**** Supplied information
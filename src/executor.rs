//! Template Executor - Sandboxed Render-Program Interpreter
//!
//! CRITICAL: render_page MUST validate the payload before executing. A
//! blueprint may be replayed against a registry that has since changed.
//!
//! The interpreter is pure: it reads `canvas`, `data` and `theme`, keeps its
//! own local bindings, and returns draw operations. Every run is bounded by
//! [`ExecutionLimits`].

use serde::{Deserialize, Serialize};
use serde_json::{json, Value};
use thiserror::Error;

use crate::draw::{
    failure_marker, Canvas, Color, ConnectorOp, DrawOp, Frame, Page, PageStatus, Point, ShapeOp,
    TextBlock,
};
use crate::hashing::compute_render_key;
use crate::program::{Call, Expr, FontRole, Instruction, RenderProgram};
use crate::schema::{DataSchema, SchemaValidator};
use crate::theme::Theme;
use crate::ENGINE_VERSION;

#[cfg(feature = "test-hooks")]
use std::sync::atomic::{AtomicU32, Ordering};

#[cfg(feature = "test-hooks")]
static VALIDATION_CALL_COUNT: AtomicU32 = AtomicU32::new(0);

#[cfg(feature = "test-hooks")]
pub fn get_validation_call_count() -> u32 {
    VALIDATION_CALL_COUNT.load(Ordering::SeqCst)
}

#[cfg(feature = "test-hooks")]
pub fn reset_validation_call_count() {
    VALIDATION_CALL_COUNT.store(0, Ordering::SeqCst);
}

const ROOTS: [&str; 3] = ["canvas", "data", "theme"];

#[derive(Debug, Clone, Error, PartialEq)]
pub enum ExecutionError {
    #[error("Unknown variable: {0}")]
    UnknownVariable(String),

    #[error("Cannot bind reserved or malformed name: {0}")]
    InvalidBinding(String),

    #[error("Type error in {op}: expected {expected}, found {found}")]
    Type {
        op: &'static str,
        expected: &'static str,
        found: &'static str,
    },

    #[error("Division by zero")]
    DivisionByZero,

    #[error("Non-finite result in {0}")]
    NonFinite(&'static str),

    #[error("Invalid color: {0}")]
    InvalidColor(String),

    #[error("Negative {0} in frame")]
    NegativeExtent(&'static str),

    #[error("Step budget of {0} exceeded")]
    StepBudget(usize),

    #[error("Draw budget of {0} operations exceeded")]
    DrawBudget(usize),

    #[error("Loop over {0} items exceeds the limit of {1}")]
    LoopLimit(usize, usize),

    #[error("Nesting deeper than {0}")]
    TooDeep(usize),

    #[error("Value larger than {0} bytes")]
    ValueBudget(usize),

    #[error("Payload rejected: {0}")]
    InvalidPayload(String),

    #[error("Component requires engine >= {required}, current is {current}")]
    EngineVersionMismatch { required: String, current: String },

    #[error("Invalid engine version requirement: {0}")]
    InvalidVersion(String),
}

#[derive(Debug, Clone, Copy, PartialEq, Eq, Serialize, Deserialize)]
pub struct ExecutionLimits {
    pub max_steps: usize,
    pub max_draw_ops: usize,
    pub max_loop_items: usize,
    pub max_depth: usize,
    /// Upper bound on any string or list a program builds.
    pub max_value_bytes: usize,
}

impl Default for ExecutionLimits {
    fn default() -> Self {
        Self {
            max_steps: 20_000,
            max_draw_ops: 2_000,
            max_loop_items: 256,
            max_depth: 48,
            max_value_bytes: 1 << 20,
        }
    }
}

/// Everything needed to render one blueprint entry.
#[derive(Debug, Clone, Copy)]
pub struct PageSpec<'a> {
    pub position: usize,
    pub component_id: &'a str,
    pub program: &'a RenderProgram,
    pub schema: &'a DataSchema,
    pub engine_min_version: &'a str,
    pub data: &'a Value,
}

pub struct Executor {
    canvas: Canvas,
    limits: ExecutionLimits,
    validator: SchemaValidator,
}

impl Executor {
    pub fn new(limits: ExecutionLimits) -> Self {
        Self {
            canvas: Canvas::SLIDE,
            limits,
            validator: SchemaValidator::lenient(),
        }
    }

    pub fn canvas(&self) -> Canvas {
        self.canvas
    }

    pub fn limits(&self) -> ExecutionLimits {
        self.limits
    }

    /// Run a program and return its draw operations.
    pub fn execute(
        &self,
        program: &RenderProgram,
        data: &Value,
        theme: &Theme,
    ) -> Result<Vec<DrawOp>, ExecutionError> {
        let canvas = json!({ "width": self.canvas.width, "height": self.canvas.height });
        let theme_value = theme.to_program_value();
        let mut run = Run {
            limits: self.limits,
            theme,
            canvas: &canvas,
            data,
            theme_value: &theme_value,
            scopes: vec![Vec::new()],
            steps: 0,
            ops: Vec::new(),
        };
        run.block(&program.body, 0)?;
        Ok(run.ops)
    }

    /// Validate, execute and wrap one page. Never fails: any error becomes
    /// the render-failure marker.
    pub fn render_page(&self, spec: PageSpec<'_>, theme: &Theme) -> Page {
        let render_key = compute_render_key(spec.program, spec.data, theme, ENGINE_VERSION)
            .unwrap_or_default();

        let result = self
            .check_engine_version(spec.engine_min_version)
            .and_then(|_| self.check_payload(spec.data, spec.schema))
            .and_then(|_| self.execute(spec.program, spec.data, theme));

        match result {
            Ok(ops) => {
                tracing::debug!(position = spec.position, component = spec.component_id, %render_key, ops = ops.len(), "page rendered");
                Page {
                    position: spec.position,
                    component_id: spec.component_id.to_string(),
                    background: theme.colors.background.clone(),
                    ops,
                    logo: None,
                    status: PageStatus::Rendered,
                    render_key,
                }
            }
            Err(e) => {
                tracing::warn!(position = spec.position, component = spec.component_id, error = %e, "page render failed, substituting placeholder");
                Page {
                    position: spec.position,
                    component_id: spec.component_id.to_string(),
                    background: theme.colors.background.clone(),
                    ops: failure_marker(&theme.fonts.body),
                    logo: None,
                    status: PageStatus::Placeholder { reason: e.to_string() },
                    render_key,
                }
            }
        }
    }

    fn check_payload(&self, data: &Value, schema: &DataSchema) -> Result<(), ExecutionError> {
        #[cfg(feature = "test-hooks")]
        VALIDATION_CALL_COUNT.fetch_add(1, Ordering::SeqCst);

        let report = self.validator.validate(data, schema);
        if report.valid {
            Ok(())
        } else {
            Err(ExecutionError::InvalidPayload(report.summary()))
        }
    }

    fn check_engine_version(&self, required: &str) -> Result<(), ExecutionError> {
        let engine_ver = semver::Version::parse(ENGINE_VERSION)
            .map_err(|_| ExecutionError::InvalidVersion(ENGINE_VERSION.to_string()))?;
        let min_ver = semver::Version::parse(required)
            .map_err(|_| ExecutionError::InvalidVersion(required.to_string()))?;

        if engine_ver < min_ver {
            return Err(ExecutionError::EngineVersionMismatch {
                required: required.to_string(),
                current: ENGINE_VERSION.to_string(),
            });
        }

        Ok(())
    }
}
********
Within the records above, count the lines that contain "DrawOp" and give the number with nothing added.

Task response →
2